==== Working data

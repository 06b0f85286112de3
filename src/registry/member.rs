//! Member keys and accessor descriptors.
//!
//! Metadata can attach at three granularities: the entity itself (no member key), a named
//! member (method or property), or a property accessor (member key plus descriptor). This
//! module provides the [`MemberKey`] sum type with canonical-form normalization at the API
//! boundary, and the informational [`AccessorDescriptor`] carried by property-level
//! attachments.
//!
//! # Key Normalization
//!
//! Arbitrary key values are coerced into one of two canonical shapes: a string name or a
//! symbolic identifier. Numeric keys normalize to their decimal string form, matching the
//! property-key coercion rules of dynamic object models; symbols keep their identity and
//! never collide with names. The `From` impls on [`MemberKey`] are the single normalization
//! point, so every registry operation sees keys in canonical form.

use std::fmt;

use bitflags::bitflags;

/// An interned symbolic identifier.
///
/// Symbols are distinct from string names: `SymbolId::new(1)` and the name `"1"` address
/// different member slots. Allocation and interning of symbol values is the caller's
/// concern; the registry only requires identity.
#[derive(Debug, Clone, Copy, PartialEq, Eq, PartialOrd, Ord, Hash)]
pub struct SymbolId(pub u32);

impl SymbolId {
    /// Creates a symbol identifier from a raw value
    #[must_use]
    pub fn new(value: u32) -> Self {
        SymbolId(value)
    }

    /// Returns the raw symbol value
    #[must_use]
    pub fn value(&self) -> u32 {
        self.0
    }
}

/// A canonical member key: a string name or a symbolic identifier.
///
/// This is the normalized form every registry operation works with. Construct it through
/// the `From` impls (the normalization boundary) rather than by matching on variants:
///
/// ```rust
/// use declmeta::registry::{MemberKey, SymbolId};
///
/// let by_name: MemberKey = "speak".into();
/// let by_index: MemberKey = 42u32.into();
/// let by_symbol: MemberKey = SymbolId::new(7).into();
///
/// assert_eq!(by_name, MemberKey::Name("speak".to_string()));
/// assert_eq!(by_index, MemberKey::Name("42".to_string()));
/// assert_eq!(by_symbol, MemberKey::Symbol(SymbolId::new(7)));
/// ```
#[derive(Debug, Clone, PartialEq, Eq, Hash)]
pub enum MemberKey {
    /// A property or method name
    Name(String),
    /// A symbolic identifier, never equal to any name
    Symbol(SymbolId),
}

impl MemberKey {
    /// Returns the string name if this key is a name
    #[must_use]
    pub fn as_name(&self) -> Option<&str> {
        match self {
            MemberKey::Name(name) => Some(name),
            MemberKey::Symbol(_) => None,
        }
    }

    /// Returns true if this key is a symbolic identifier
    #[must_use]
    pub fn is_symbol(&self) -> bool {
        matches!(self, MemberKey::Symbol(_))
    }
}

impl From<&str> for MemberKey {
    fn from(name: &str) -> Self {
        MemberKey::Name(name.to_string())
    }
}

impl From<String> for MemberKey {
    fn from(name: String) -> Self {
        MemberKey::Name(name)
    }
}

// Numeric keys canonicalize to their decimal string form, like property keys
// in dynamic object models.
impl From<u32> for MemberKey {
    fn from(index: u32) -> Self {
        MemberKey::Name(index.to_string())
    }
}

impl From<usize> for MemberKey {
    fn from(index: usize) -> Self {
        MemberKey::Name(index.to_string())
    }
}

impl From<SymbolId> for MemberKey {
    fn from(symbol: SymbolId) -> Self {
        MemberKey::Symbol(symbol)
    }
}

impl fmt::Display for MemberKey {
    fn fmt(&self, f: &mut fmt::Formatter<'_>) -> fmt::Result {
        match self {
            MemberKey::Name(name) => write!(f, "{}", name),
            MemberKey::Symbol(symbol) => write!(f, "@{}", symbol.value()),
        }
    }
}

bitflags! {
    /// Shape flags of a property accessor.
    ///
    /// Records which accessor pieces a property-level attachment was declared with and
    /// the configurability of the slot. Purely informational; lookup never consults them.
    #[derive(Debug, Clone, Copy, PartialEq, Eq)]
    pub struct AccessorFlags: u8 {
        /// The property declares a getter
        const GETTER = 0x01;
        /// The property declares a setter
        const SETTER = 0x02;
        /// The property is a plain value slot
        const VALUE = 0x04;
        /// The value slot is writable
        const WRITABLE = 0x08;
        /// The property shows up during enumeration
        const ENUMERABLE = 0x10;
        /// The property slot can be reconfigured
        const CONFIGURABLE = 0x20;
    }
}

/// Descriptor of the property accessor a metadata record was attached through.
///
/// Present only for property-level attachments. The registry stores it as part of the
/// record's back-reference and never inspects it.
#[derive(Debug, Clone, Copy, PartialEq, Eq)]
pub struct AccessorDescriptor {
    /// Accessor shape flags
    pub flags: AccessorFlags,
}

impl AccessorDescriptor {
    /// Creates a descriptor with the given shape flags
    #[must_use]
    pub fn new(flags: AccessorFlags) -> Self {
        AccessorDescriptor { flags }
    }

    /// Descriptor for a getter/setter accessor pair
    #[must_use]
    pub fn accessor(getter: bool, setter: bool) -> Self {
        let mut flags = AccessorFlags::empty();
        if getter {
            flags |= AccessorFlags::GETTER;
        }
        if setter {
            flags |= AccessorFlags::SETTER;
        }
        AccessorDescriptor { flags }
    }

    /// Descriptor for a writable plain value slot
    #[must_use]
    pub fn value() -> Self {
        AccessorDescriptor {
            flags: AccessorFlags::VALUE | AccessorFlags::WRITABLE,
        }
    }

    /// Returns true if the property declares a getter
    #[must_use]
    pub fn has_getter(&self) -> bool {
        self.flags.contains(AccessorFlags::GETTER)
    }

    /// Returns true if the property declares a setter
    #[must_use]
    pub fn has_setter(&self) -> bool {
        self.flags.contains(AccessorFlags::SETTER)
    }
}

========

→ What to do
Copy out every record above once more, precisely as written.

→ Answer
repository 06b0f85286112de3
filename src/registry/member.rs
//! Member keys and accessor descriptors.
//!
//! Metadata can attach at three granularities: the entity itself (no member key), a named
//! member (method or property), or a property accessor (member key plus descriptor). This
//! module provides the [`MemberKey`] sum type with canonical-form normalization at the API
//! boundary, and the informational [`AccessorDescriptor`] carried by property-level
//! attachments.
//!
//! # Key Normalization
//!
//! Arbitrary key values are coerced into one of two canonical shapes: a string name or a
//! symbolic identifier. Numeric keys normalize to their decimal string form, matching the
//! property-key coercion rules of dynamic object models; symbols keep their identity and
//! never collide with names. The `From` impls on [`MemberKey`] are the single normalization
//! point, so every registry operation sees keys in canonical form.

use std::fmt;

use bitflags::bitflags;

/// An interned symbolic identifier.
///
/// Symbols are distinct from string names: `SymbolId::new(1)` and the name `"1"` address
/// different member slots. Allocation and interning of symbol values is the caller's
/// concern; the registry only requires identity.
#[derive(Debug, Clone, Copy, PartialEq, Eq, PartialOrd, Ord, Hash)]
pub struct SymbolId(pub u32);

impl SymbolId {
    /// Creates a symbol identifier from a raw value
    #[must_use]
    pub fn new(value: u32) -> Self {
        SymbolId(value)
    }

    /// Returns the raw symbol value
    #[must_use]
    pub fn value(&self) -> u32 {
        self.0
    }
}

/// A canonical member key: a string name or a symbolic identifier.
///
/// This is the normalized form every registry operation works with. Construct it through
/// the `From` impls (the normalization boundary) rather than by matching on variants:
///
/// ```rust
/// use declmeta::registry::{MemberKey, SymbolId};
///
/// let by_name: MemberKey = "speak".into();
/// let by_index: MemberKey = 42u32.into();
/// let by_symbol: MemberKey = SymbolId::new(7).into();
///
/// assert_eq!(by_name, MemberKey::Name("speak".to_string()));
/// assert_eq!(by_index, MemberKey::Name("42".to_string()));
/// assert_eq!(by_symbol, MemberKey::Symbol(SymbolId::new(7)));
/// ```
#[derive(Debug, Clone, PartialEq, Eq, Hash)]
pub enum MemberKey {
    /// A property or method name
    Name(String),
    /// A symbolic identifier, never equal to any name
    Symbol(SymbolId),
}

impl MemberKey {
    /// Returns the string name if this key is a name
    #[must_use]
    pub fn as_name(&self) -> Option<&str> {
        match self {
            MemberKey::Name(name) => Some(name),
            MemberKey::Symbol(_) => None,
        }
    }

    /// Returns true if this key is a symbolic identifier
    #[must_use]
    pub fn is_symbol(&self) -> bool {
        matches!(self, MemberKey::Symbol(_))
    }
}

impl From<&str> for MemberKey {
    fn from(name: &str) -> Self {
        MemberKey::Name(name.to_string())
    }
}

impl From<String> for MemberKey {
    fn from(name: String) -> Self {
        MemberKey::Name(name)
    }
}

// Numeric keys canonicalize to their decimal string form, like property keys
// in dynamic object models.
impl From<u32> for MemberKey {
    fn from(index: u32) -> Self {
        MemberKey::Name(index.to_string())
    }
}

impl From<usize> for MemberKey {
    fn from(index: usize) -> Self {
        MemberKey::Name(index.to_string())
    }
}

impl From<SymbolId> for MemberKey {
    fn from(symbol: SymbolId) -> Self {
        MemberKey::Symbol(symbol)
    }
}

impl fmt::Display for MemberKey {
    fn fmt(&self, f: &mut fmt::Formatter<'_>) -> fmt::Result {
        match self {
            MemberKey::Name(name) => write!(f, "{}", name),
            MemberKey::Symbol(symbol) => write!(f, "@{}", symbol.value()),
        }
    }
}

bitflags! {
    /// Shape flags of a property accessor.
    ///
    /// Records which accessor pieces a property-level attachment was declared with and
    /// the configurability of the slot. Purely informational; lookup never consults them.
    #[derive(Debug, Clone, Copy, PartialEq, Eq)]
    pub struct AccessorFlags: u8 {
        /// The property declares a getter
        const GETTER = 0x01;
        /// The property declares a setter
        const SETTER = 0x02;
        /// The property is a plain value slot
        const VALUE = 0x04;
        /// The value slot is writable
        const WRITABLE = 0x08;
        /// The property shows up during enumeration
        const ENUMERABLE = 0x10;
        /// The property slot can be reconfigured
        const CONFIGURABLE = 0x20;
    }
}

/// Descriptor of the property accessor a metadata record was attached through.
///
/// Present only for property-level attachments. The registry stores it as part of the
/// record's back-reference and never inspects it.
#[derive(Debug, Clone, Copy, PartialEq, Eq)]
pub struct AccessorDescriptor {
    /// Accessor shape flags
    pub flags: AccessorFlags,
}

impl AccessorDescriptor {
    /// Creates a descriptor with the given shape flags
    #[must_use]
    pub fn new(flags: AccessorFlags) -> Self {
        AccessorDescriptor { flags }
    }

    /// Descriptor for a getter/setter accessor pair
    #[must_use]
    pub fn accessor(getter: bool, setter: bool) -> Self {
        let mut flags = AccessorFlags::empty();
        if getter {
            flags |= AccessorFlags::GETTER;
        }
        if setter {
            flags |= AccessorFlags::SETTER;
        }
        AccessorDescriptor { flags }
    }

    /// Descriptor for a writable plain value slot
    #[must_use]
    pub fn value() -> Self {
        AccessorDescriptor {
            flags: AccessorFlags::VALUE | AccessorFlags::WRITABLE,
        }
    }

    /// Returns true if the property declares a getter
    #[must_use]
    pub fn has_getter(&self) -> bool {
        self.flags.contains(AccessorFlags::GETTER)
    }

    /// Returns true if the property declares a setter
    #[must_use]
    pub fn has_setter(&self) -> bool {
        self.flags.contains(AccessorFlags::SETTER)
    }
}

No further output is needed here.